Denn nach den aktuellen Zahlen der Bundesregierung (11/2020) wird jede 3. Frau in Deutschland mindestens einmal im Leben Opfer von physischer und/oder sexualisierter Gewalt. Jede 4. Frau erlebt diese Gewalt von aktuellen oder früheren Partnern. 2019 waren es knapp 115.000 Frauen. Davon 301 Tötungen.

Dies ist nur die Anzahl der Fälle, die den Behörden angezeigt wurden, ohne Berücksichtigung einer Dunkelziffer.

Nan Goldin: Nan one month after being battered (Nan einen Monat nach der Misshandlung), 1983 ©Nan Goldin

Roswitha Hecke: Irene, 1976 © Roswitha Hecke

Die andere Fotografin ist Roswitha Hecke. 1978 erscheint der Fotoband Liebes Leben über die Zürcher Prostituierte Irene, die später Muse und Model war.

Es wird nicht nur zum Kultbuch, sondern ein Welterfolg, für den Hecke 1979 den Kodak-Preis erhielt. Es erzählt von einer selbstbestimmten Frau, die trotz ihrer traurigen Vergangenheit ein Leben führte, in dem sie materiell gut versorgt existieren konnte.  In einem Interview erzählt Roswitha Hecke, dass Irene ihre Würde immer behielt und sich die Männer aussuchte. Irene alias Lady Shiva, damals noch eine „Straßenhure” in Zürich, sagte : “ich gehöre zu denen, die nehmen. Früher war das anders. Ich will nicht mehr zu den Opfern gehören” (Buch Liebes leben). Sie beschreibt einen eigenen Weg, wie eine Frau mit Prostitution ein selbst bestimmtes Leben führte.

Beide Fotografinnen haben es dokumentiert, diese sensiblen Themen, die wir hier bewusst aufgreifen, sind sie doch gesellschaftlich existierende Realität.

So berührt dieses Thema durch Irene auch das 8. Ziel: Menschenwürdige Arbeit.

Auch wenn über diesen Begriff ggf. Irritationen entstehen. Denn wenigstens wählte Irene ihre Arbeitsbedingungen selbst. Zum Beispiel ohne Zuhälter und mit der Freiheit, anzunehmen oder abzulehnen. Die könnten eingeschmuggelte „Sexarbeiterinnen” kaum von sich behaupten.

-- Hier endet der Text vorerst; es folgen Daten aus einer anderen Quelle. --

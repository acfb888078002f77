#[cfg(test)]
#[path = "config_test.rs"]
mod tests;

use std::env;
use std::path;
use std::time::Duration;

use anyhow::bail;
use anyhow::Result;
use clap::ArgMatches;
use clap::Command;
use dashmap::DashMap;
use once_cell::sync::Lazy;
use strum::EnumIter;
use strum::EnumVariantNames;
use strum::IntoEnumIterator;
use tokio::fs;

use crate::domain::models::Language;
use crate::domain::models::VoiceMode;
use crate::domain::models::VoiceSettings;
use crate::domain::services::AssistantConfig;

static CONFIG: Lazy<DashMap<String, String>> = Lazy::new(DashMap::new);

#[derive(Clone, Copy, Debug, Eq, PartialEq, EnumIter, EnumVariantNames, strum::Display)]
#[strum(serialize_all = "kebab-case")]
pub enum ConfigKey {
    BackendUrl,
    BackendHealthCheckTimeout,
    CaptureCommand,
    ConfigFile,
    Language,
    PlayerCommand,
    SessionID,
    SynthesisCommand,
    UserContextFile,
    UserId,
    VoiceIndex,
    VoiceMode,
    VoicePitch,
    VoiceRate,
    VoiceVolume,
}

pub struct Config {}

fn parse_number<T: std::str::FromStr>(get: &impl Fn(ConfigKey) -> String, key: ConfigKey) -> Result<T> {
    let val = get(key);
    match val.trim().parse::<T>() {
        Ok(res) => return Ok(res),
        Err(_) => bail!(format!("Invalid value for '{key}': {val} is not a number")),
    }
}

/// Builds the assistant settings from config values, reading each key with
/// `get`.
pub fn parse_assistant_config(
    get: impl Fn(ConfigKey) -> String,
    user_context: Option<serde_json::Value>,
) -> Result<AssistantConfig> {
    let language_code = get(ConfigKey::Language);
    let Some(language) = Language::parse(&language_code) else {
        bail!(format!("Unsupported language '{language_code}'"));
    };

    let mode = get(ConfigKey::VoiceMode);
    let Some(voice_mode) = VoiceMode::parse(&mode) else {
        bail!(format!("Unsupported voice mode '{mode}'"));
    };

    let voice_settings = VoiceSettings::new(
        parse_number(&get, ConfigKey::VoiceRate)?,
        parse_number(&get, ConfigKey::VoicePitch)?,
        parse_number(&get, ConfigKey::VoiceVolume)?,
        parse_number(&get, ConfigKey::VoiceIndex)?,
    );

    let mut user_id = get(ConfigKey::UserId).trim().to_string();
    if user_id.is_empty() {
        user_id = Config::default(ConfigKey::UserId);
    }

    return Ok(AssistantConfig {
        language,
        user_id,
        voice_mode,
        voice_settings,
        user_context,
        restart_delay: Duration::from_millis(500),
    });
}

/// Reads the farmer profile and sensor snapshot forwarded with every chat
/// turn. An empty path means no context.
pub async fn load_user_context(file: &str) -> Result<Option<serde_json::Value>> {
    if file.trim().is_empty() {
        return Ok(None);
    }

    let json_str = fs::read_to_string(file).await?;
    let value = serde_json::from_str::<serde_json::Value>(&json_str)?;
    tracing::debug!(file, "Loaded user context");

    return Ok(Some(value));
}

impl Config {
    pub fn get(key: ConfigKey) -> String {
        if let Some(val) = CONFIG.get(&key.to_string()) {
            return val.to_string();
        }

        return "".to_string();
    }

    pub fn set(key: ConfigKey, value: &str) {
        CONFIG.insert(key.to_string(), value.to_string());
    }

    pub fn default(key: ConfigKey) -> String {
        #[cfg(not(target_os = "macos"))]
        let config_dir = dirs::config_dir().unwrap_or_else(env::temp_dir);
        #[cfg(target_os = "macos")]
        let config_dir = dirs::home_dir()
            .unwrap_or_else(env::temp_dir)
            .join(".config");
        let config_path = config_dir.join("mitron/config.toml");

        let res = match key {
            ConfigKey::BackendUrl => "http://localhost:8000/api",
            ConfigKey::BackendHealthCheckTimeout => "1000",
            ConfigKey::CaptureCommand => "",
            ConfigKey::Language => "en",
            ConfigKey::PlayerCommand => "",
            ConfigKey::SynthesisCommand => "",
            ConfigKey::UserContextFile => "",
            ConfigKey::UserId => "guest_user",
            ConfigKey::VoiceIndex => "0",
            ConfigKey::VoiceMode => "push-to-talk",
            ConfigKey::VoicePitch => "1.0",
            ConfigKey::VoiceRate => "1.0",
            ConfigKey::VoiceVolume => "1.0",

            // Special
            ConfigKey::ConfigFile => return config_path.to_string_lossy().to_string(),
            ConfigKey::SessionID => "",
        };

        return res.to_string();
    }

    pub async fn load(cmd: Command, clap_arg_matches: Vec<&ArgMatches>) -> Result<()> {
        for key in ConfigKey::iter() {
            Config::set(key, &Config::default(key))
        }

        let mut config_file = Config::default(ConfigKey::ConfigFile);
        for matches in clap_arg_matches.as_slice() {
            if let Ok(Some(arg_config_file)) =
                matches.try_get_one::<String>(&ConfigKey::ConfigFile.to_string())
            {
                config_file = arg_config_file.to_string();
            }
        }

        let config_path = path::PathBuf::from(config_file);
        if config_path.exists() {
            let toml_str = fs::read_to_string(config_path).await?;
            let doc = toml_str.parse::<toml_edit::Document>()?;

            for key in ConfigKey::iter() {
                let Some(val) = doc.get(&key.to_string()) else {
                    continue;
                };

                // Use clap value parsers to do validation.
                let key_str = key.to_string();
                let possible_values = cmd
                    .get_arguments()
                    .find(|e| return e.get_long() == Some(key_str.as_str()))
                    .map(|arg| {
                        return arg
                            .get_possible_values()
                            .iter()
                            .map(|e| return e.get_name().to_string())
                            .collect::<Vec<String>>();
                    })
                    .unwrap_or_default();

                if let Some(val_int) = val.as_integer() {
                    Config::set(key, &val_int.to_string());
                } else if let Some(val_float) = val.as_float() {
                    Config::set(key, &val_float.to_string());
                } else if let Some(val_str) = val.as_str() {
                    if val_str.is_empty() {
                        continue;
                    }
                    if !possible_values.is_empty()
                        && !possible_values.contains(&val_str.to_string())
                    {
                        bail!(format!("config.toml has an invalid value for key '{key}': {val_str}\nPossible values are: {}", possible_values.join(", ")));
                    }
                    Config::set(key, val_str);
                }
            }
        }

        for key in ConfigKey::iter() {
            for matches in clap_arg_matches.as_slice() {
                if let Ok(Some(val)) = matches.try_get_one::<String>(&key.to_string()) {
                    if val.is_empty() {
                        continue;
                    }
                    Config::set(key, val)
                }
            }
        }

        tracing::debug!(
            backend_url = Config::get(ConfigKey::BackendUrl),
            language = Config::get(ConfigKey::Language),
            user_id = Config::get(ConfigKey::UserId),
            voice_mode = Config::get(ConfigKey::VoiceMode),
            capture_command = Config::get(ConfigKey::CaptureCommand),
            player_command = Config::get(ConfigKey::PlayerCommand),
            synthesis_command = Config::get(ConfigKey::SynthesisCommand),
            "config"
        );

        return Ok(());
    }

    /// Settings for the assistant from the loaded config.
    pub async fn assistant_config() -> Result<AssistantConfig> {
        let user_context = load_user_context(&Config::get(ConfigKey::UserContextFile)).await?;
        return parse_assistant_config(Config::get, user_context);
    }

    pub fn serialize_default(cmd: Command) -> String {
        let toml_str = ConfigKey::iter()
            .filter_map(|key| {
                if key == ConfigKey::SessionID || key == ConfigKey::ConfigFile {
                    return None;
                }

                let key_str = key.to_string();
                let arg = cmd
                    .get_arguments()
                    .find(|e| return e.get_long() == Some(key_str.as_str()))?;

                let mut description = arg
                    .get_help()
                    .map(|e| return e.to_string())
                    .unwrap_or_default();

                description = description
                    .split("[default:")
                    .next()
                    .unwrap_or_default()
                    .trim()
                    .to_string();

                if !arg.get_possible_values().is_empty() {
                    let possible_values = arg
                        .get_possible_values()
                        .iter()
                        .map(|e| return e.get_name().to_string())
                        .collect::<Vec<_>>()
                        .join(", ");
                    description = format!("{description} [possible values: {}]", possible_values);
                }

                let mut val = Config::default(key);
                if val.is_empty() {
                    val = format!("# {key} = \"\"");
                } else if val.parse::<i64>().is_ok() || val.parse::<f64>().is_ok() {
                    val = format!("{key} = {val}");
                } else {
                    val = format!("{key} = \"{val}\"");
                }

                return Some(format!("# {description}\n{val}"));
            })
            .collect::<Vec<String>>()
            .join("\n\n");

        return toml_str;
    }
}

Die Fotografin ist 1953 in Washington/USA geboren. Sie macht Fotos von sich und ihrem Umfeld, ohne Furcht und ohne Berührungsängste. Es gibt keine Tabus in ihren Darstellungen. Teils mit erschreckender Direktheit führt sie uns vor Augen, wie Leben sein kann, wie ein Teil ihres Lebens war. 

Die Fotografin Roswitha Hecke hat weltweit fotografiert und lebt heute wieder in Hamburg. Unter anderem war sie jahrelang in USA unterwegs. Diese Zeit führte zu ihrem Buch Menschen-Orte-Fäuste. Ihre Werke setzen sich mit Randgruppen der Gesellschaft auseinander, ein eigenes Thema für sie war die „Spezies Mann“ und sein Verhalten als „Macho“ bzw ganz korrekt „machismo“ genannt.